---------- GIVEN DATA ----------

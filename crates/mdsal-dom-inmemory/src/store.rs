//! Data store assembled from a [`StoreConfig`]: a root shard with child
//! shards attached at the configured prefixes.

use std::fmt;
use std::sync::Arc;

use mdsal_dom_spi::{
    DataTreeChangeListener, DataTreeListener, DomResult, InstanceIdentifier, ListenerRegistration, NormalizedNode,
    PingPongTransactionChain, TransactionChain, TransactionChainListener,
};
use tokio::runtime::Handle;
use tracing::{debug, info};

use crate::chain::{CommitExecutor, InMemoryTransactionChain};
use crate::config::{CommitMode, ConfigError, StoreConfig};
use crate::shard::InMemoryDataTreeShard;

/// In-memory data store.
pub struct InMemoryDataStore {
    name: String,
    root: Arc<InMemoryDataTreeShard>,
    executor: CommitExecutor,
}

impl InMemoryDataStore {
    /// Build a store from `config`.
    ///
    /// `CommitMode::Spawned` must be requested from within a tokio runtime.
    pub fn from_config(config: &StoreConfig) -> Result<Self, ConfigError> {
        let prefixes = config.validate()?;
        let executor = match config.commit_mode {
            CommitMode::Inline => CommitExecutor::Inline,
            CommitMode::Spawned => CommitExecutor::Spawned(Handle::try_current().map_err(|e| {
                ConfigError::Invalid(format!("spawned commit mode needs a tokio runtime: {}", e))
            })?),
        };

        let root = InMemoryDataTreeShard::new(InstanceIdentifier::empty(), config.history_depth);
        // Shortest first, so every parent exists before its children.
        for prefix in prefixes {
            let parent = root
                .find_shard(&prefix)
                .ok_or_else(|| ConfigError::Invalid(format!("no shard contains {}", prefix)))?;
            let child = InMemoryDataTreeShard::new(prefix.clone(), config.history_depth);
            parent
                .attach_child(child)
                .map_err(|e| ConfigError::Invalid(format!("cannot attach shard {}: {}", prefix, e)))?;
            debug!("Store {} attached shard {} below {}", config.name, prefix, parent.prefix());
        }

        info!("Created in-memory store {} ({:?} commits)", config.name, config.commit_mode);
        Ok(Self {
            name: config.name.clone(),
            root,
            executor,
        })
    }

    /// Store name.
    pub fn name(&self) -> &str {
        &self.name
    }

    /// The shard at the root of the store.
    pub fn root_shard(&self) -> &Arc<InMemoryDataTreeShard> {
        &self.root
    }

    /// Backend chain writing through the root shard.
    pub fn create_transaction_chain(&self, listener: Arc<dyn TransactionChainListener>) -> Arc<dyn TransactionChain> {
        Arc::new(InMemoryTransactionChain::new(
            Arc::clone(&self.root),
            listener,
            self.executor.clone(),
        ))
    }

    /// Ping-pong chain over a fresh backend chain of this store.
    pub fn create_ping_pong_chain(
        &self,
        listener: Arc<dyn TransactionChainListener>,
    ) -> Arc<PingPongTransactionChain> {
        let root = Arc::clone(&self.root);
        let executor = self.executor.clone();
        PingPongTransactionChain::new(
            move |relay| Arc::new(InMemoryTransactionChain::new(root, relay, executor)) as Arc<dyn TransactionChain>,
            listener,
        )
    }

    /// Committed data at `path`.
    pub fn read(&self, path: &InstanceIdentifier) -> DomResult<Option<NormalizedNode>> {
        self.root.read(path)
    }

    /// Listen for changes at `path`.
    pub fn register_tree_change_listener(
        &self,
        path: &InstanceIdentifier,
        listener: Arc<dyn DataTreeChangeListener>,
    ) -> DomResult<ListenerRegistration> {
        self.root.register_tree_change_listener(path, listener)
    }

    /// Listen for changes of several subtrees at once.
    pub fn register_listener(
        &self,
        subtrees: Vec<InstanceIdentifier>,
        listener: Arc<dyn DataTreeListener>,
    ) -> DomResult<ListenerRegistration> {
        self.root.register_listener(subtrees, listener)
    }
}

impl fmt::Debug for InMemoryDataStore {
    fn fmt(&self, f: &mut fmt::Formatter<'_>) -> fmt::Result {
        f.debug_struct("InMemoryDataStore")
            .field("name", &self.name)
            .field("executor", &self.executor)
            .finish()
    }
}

----------

TRY IT:
Set down each line of the material above without a single alteration.

RESPONSE FOR THIS EXERCISE:
filename crates/mdsal-dom-inmemory/src/store.rs
//! Data store assembled from a [`StoreConfig`]: a root shard with child
//! shards attached at the configured prefixes.

use std::fmt;
use std::sync::Arc;

use mdsal_dom_spi::{
    DataTreeChangeListener, DataTreeListener, DomResult, InstanceIdentifier, ListenerRegistration, NormalizedNode,
    PingPongTransactionChain, TransactionChain, TransactionChainListener,
};
use tokio::runtime::Handle;
use tracing::{debug, info};

use crate::chain::{CommitExecutor, InMemoryTransactionChain};
use crate::config::{CommitMode, ConfigError, StoreConfig};
use crate::shard::InMemoryDataTreeShard;

/// In-memory data store.
pub struct InMemoryDataStore {
    name: String,
    root: Arc<InMemoryDataTreeShard>,
    executor: CommitExecutor,
}

impl InMemoryDataStore {
    /// Build a store from `config`.
    ///
    /// `CommitMode::Spawned` must be requested from within a tokio runtime.
    pub fn from_config(config: &StoreConfig) -> Result<Self, ConfigError> {
        let prefixes = config.validate()?;
        let executor = match config.commit_mode {
            CommitMode::Inline => CommitExecutor::Inline,
            CommitMode::Spawned => CommitExecutor::Spawned(Handle::try_current().map_err(|e| {
                ConfigError::Invalid(format!("spawned commit mode needs a tokio runtime: {}", e))
            })?),
        };

        let root = InMemoryDataTreeShard::new(InstanceIdentifier::empty(), config.history_depth);
        // Shortest first, so every parent exists before its children.
        for prefix in prefixes {
            let parent = root
                .find_shard(&prefix)
                .ok_or_else(|| ConfigError::Invalid(format!("no shard contains {}", prefix)))?;
            let child = InMemoryDataTreeShard::new(prefix.clone(), config.history_depth);
            parent
                .attach_child(child)
                .map_err(|e| ConfigError::Invalid(format!("cannot attach shard {}: {}", prefix, e)))?;
            debug!("Store {} attached shard {} below {}", config.name, prefix, parent.prefix());
        }

        info!("Created in-memory store {} ({:?} commits)", config.name, config.commit_mode);
        Ok(Self {
            name: config.name.clone(),
            root,
            executor,
        })
    }

    /// Store name.
    pub fn name(&self) -> &str {
        &self.name
    }

    /// The shard at the root of the store.
    pub fn root_shard(&self) -> &Arc<InMemoryDataTreeShard> {
        &self.root
    }

    /// Backend chain writing through the root shard.
    pub fn create_transaction_chain(&self, listener: Arc<dyn TransactionChainListener>) -> Arc<dyn TransactionChain> {
        Arc::new(InMemoryTransactionChain::new(
            Arc::clone(&self.root),
            listener,
            self.executor.clone(),
        ))
    }

    /// Ping-pong chain over a fresh backend chain of this store.
    pub fn create_ping_pong_chain(
        &self,
        listener: Arc<dyn TransactionChainListener>,
    ) -> Arc<PingPongTransactionChain> {
        let root = Arc::clone(&self.root);
        let executor = self.executor.clone();
        PingPongTransactionChain::new(
            move |relay| Arc::new(InMemoryTransactionChain::new(root, relay, executor)) as Arc<dyn TransactionChain>,
            listener,
        )
    }

    /// Committed data at `path`.
    pub fn read(&self, path: &InstanceIdentifier) -> DomResult<Option<NormalizedNode>> {
        self.root.read(path)
    }

    /// Listen for changes at `path`.
    pub fn register_tree_change_listener(
        &self,
        path: &InstanceIdentifier,
        listener: Arc<dyn DataTreeChangeListener>,
    ) -> DomResult<ListenerRegistration> {
        self.root.register_tree_change_listener(path, listener)
    }

    /// Listen for changes of several subtrees at once.
    pub fn register_listener(
        &self,
        subtrees: Vec<InstanceIdentifier>,
        listener: Arc<dyn DataTreeListener>,
    ) -> DomResult<ListenerRegistration> {
        self.root.register_listener(subtrees, listener)
    }
}

impl fmt::Debug for InMemoryDataStore {
    fn fmt(&self, f: &mut fmt::Formatter<'_>) -> fmt::Result {
        f.debug_struct("InMemoryDataStore")
            .field("name", &self.name)
            .field("executor", &self.executor)
            .finish()
    }
}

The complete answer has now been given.